#### WORK REQUIRED:
Whichever lines of the material contain "identical", copy each of them.

#### EXTRACTED DATA:
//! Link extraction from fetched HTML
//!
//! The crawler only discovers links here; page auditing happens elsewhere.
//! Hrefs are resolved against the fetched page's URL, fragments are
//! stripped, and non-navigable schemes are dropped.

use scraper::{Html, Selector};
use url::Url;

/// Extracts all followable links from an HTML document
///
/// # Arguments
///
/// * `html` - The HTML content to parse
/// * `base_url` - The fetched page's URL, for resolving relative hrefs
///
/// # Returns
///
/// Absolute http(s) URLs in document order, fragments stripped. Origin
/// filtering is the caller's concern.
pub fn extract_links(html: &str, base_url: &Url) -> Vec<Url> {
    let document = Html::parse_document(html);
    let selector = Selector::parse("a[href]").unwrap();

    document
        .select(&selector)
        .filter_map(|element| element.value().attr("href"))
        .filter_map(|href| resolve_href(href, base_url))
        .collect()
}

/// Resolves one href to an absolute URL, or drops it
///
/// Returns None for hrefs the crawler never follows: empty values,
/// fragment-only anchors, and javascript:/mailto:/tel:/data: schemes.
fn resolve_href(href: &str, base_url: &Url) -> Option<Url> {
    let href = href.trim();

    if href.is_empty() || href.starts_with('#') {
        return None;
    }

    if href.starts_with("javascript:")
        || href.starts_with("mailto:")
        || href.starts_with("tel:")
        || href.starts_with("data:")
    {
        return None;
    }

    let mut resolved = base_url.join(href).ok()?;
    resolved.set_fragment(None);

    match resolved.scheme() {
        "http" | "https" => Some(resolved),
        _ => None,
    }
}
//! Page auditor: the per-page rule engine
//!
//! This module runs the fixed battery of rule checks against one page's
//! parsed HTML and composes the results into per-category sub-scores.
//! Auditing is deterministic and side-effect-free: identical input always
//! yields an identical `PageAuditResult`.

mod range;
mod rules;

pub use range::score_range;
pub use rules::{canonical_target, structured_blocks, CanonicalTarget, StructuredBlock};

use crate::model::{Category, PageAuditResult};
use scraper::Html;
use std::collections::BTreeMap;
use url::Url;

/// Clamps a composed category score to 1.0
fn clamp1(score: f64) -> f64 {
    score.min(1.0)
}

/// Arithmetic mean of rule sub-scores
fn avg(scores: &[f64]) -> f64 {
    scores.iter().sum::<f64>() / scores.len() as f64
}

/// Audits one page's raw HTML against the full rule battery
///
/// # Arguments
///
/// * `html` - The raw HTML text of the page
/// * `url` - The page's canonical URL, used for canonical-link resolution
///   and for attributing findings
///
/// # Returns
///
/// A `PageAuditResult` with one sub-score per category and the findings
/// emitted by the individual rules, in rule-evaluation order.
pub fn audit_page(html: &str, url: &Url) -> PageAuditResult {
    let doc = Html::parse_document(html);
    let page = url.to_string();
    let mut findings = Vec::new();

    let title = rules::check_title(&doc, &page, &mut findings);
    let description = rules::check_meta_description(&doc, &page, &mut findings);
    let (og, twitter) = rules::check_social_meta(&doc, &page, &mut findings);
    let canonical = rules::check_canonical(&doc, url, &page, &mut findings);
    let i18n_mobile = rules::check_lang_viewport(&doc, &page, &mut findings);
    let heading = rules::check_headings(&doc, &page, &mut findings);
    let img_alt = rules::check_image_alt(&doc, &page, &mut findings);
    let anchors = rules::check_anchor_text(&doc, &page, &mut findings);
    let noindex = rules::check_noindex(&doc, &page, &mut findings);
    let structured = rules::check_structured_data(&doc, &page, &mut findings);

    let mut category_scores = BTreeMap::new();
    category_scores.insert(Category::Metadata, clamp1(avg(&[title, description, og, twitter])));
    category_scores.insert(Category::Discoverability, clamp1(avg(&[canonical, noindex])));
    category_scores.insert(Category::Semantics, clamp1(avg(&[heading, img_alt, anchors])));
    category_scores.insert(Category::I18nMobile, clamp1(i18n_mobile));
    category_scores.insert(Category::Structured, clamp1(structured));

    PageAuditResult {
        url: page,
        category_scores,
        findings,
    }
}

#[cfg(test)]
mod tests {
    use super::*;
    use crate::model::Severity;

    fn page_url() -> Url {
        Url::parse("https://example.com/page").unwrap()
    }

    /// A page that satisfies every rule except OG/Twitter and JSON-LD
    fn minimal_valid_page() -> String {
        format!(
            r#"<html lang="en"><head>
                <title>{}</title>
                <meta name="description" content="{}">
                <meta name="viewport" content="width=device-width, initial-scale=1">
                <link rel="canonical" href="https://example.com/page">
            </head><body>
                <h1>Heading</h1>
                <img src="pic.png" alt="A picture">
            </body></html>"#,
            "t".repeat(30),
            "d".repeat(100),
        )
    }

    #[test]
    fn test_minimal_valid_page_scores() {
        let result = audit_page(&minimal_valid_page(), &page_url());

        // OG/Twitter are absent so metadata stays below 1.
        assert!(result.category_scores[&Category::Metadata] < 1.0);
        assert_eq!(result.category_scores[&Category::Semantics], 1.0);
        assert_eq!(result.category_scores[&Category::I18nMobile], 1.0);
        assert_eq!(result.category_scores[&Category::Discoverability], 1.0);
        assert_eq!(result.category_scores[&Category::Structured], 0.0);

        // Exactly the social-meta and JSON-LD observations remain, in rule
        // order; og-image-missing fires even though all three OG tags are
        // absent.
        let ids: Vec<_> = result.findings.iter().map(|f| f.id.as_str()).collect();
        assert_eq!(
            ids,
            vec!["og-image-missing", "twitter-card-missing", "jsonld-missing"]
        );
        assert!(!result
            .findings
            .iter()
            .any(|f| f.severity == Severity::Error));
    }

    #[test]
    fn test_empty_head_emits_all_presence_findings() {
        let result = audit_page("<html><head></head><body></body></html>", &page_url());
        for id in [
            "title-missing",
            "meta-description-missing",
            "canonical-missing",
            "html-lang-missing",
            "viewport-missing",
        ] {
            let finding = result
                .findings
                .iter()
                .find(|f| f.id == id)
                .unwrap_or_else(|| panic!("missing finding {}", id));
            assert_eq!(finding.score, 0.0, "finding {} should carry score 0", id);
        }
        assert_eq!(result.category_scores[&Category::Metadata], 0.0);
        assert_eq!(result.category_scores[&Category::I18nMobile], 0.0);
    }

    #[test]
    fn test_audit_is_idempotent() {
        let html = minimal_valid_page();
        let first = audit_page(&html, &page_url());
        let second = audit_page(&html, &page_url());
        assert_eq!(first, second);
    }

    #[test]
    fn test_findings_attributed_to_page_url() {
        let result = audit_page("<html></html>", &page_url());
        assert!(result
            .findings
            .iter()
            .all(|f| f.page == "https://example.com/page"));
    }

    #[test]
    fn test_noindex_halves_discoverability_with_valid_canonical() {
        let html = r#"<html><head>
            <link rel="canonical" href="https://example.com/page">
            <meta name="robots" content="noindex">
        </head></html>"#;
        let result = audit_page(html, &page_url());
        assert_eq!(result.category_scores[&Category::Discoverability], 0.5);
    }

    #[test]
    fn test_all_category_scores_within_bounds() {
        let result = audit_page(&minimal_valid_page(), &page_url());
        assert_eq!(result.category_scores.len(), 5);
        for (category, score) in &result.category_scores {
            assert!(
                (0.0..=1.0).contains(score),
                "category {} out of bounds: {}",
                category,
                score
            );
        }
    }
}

#### ANSWER BOX:
//! Auditing is deterministic and side-effect-free: identical input always
//! yields an identical `PageAuditResult`.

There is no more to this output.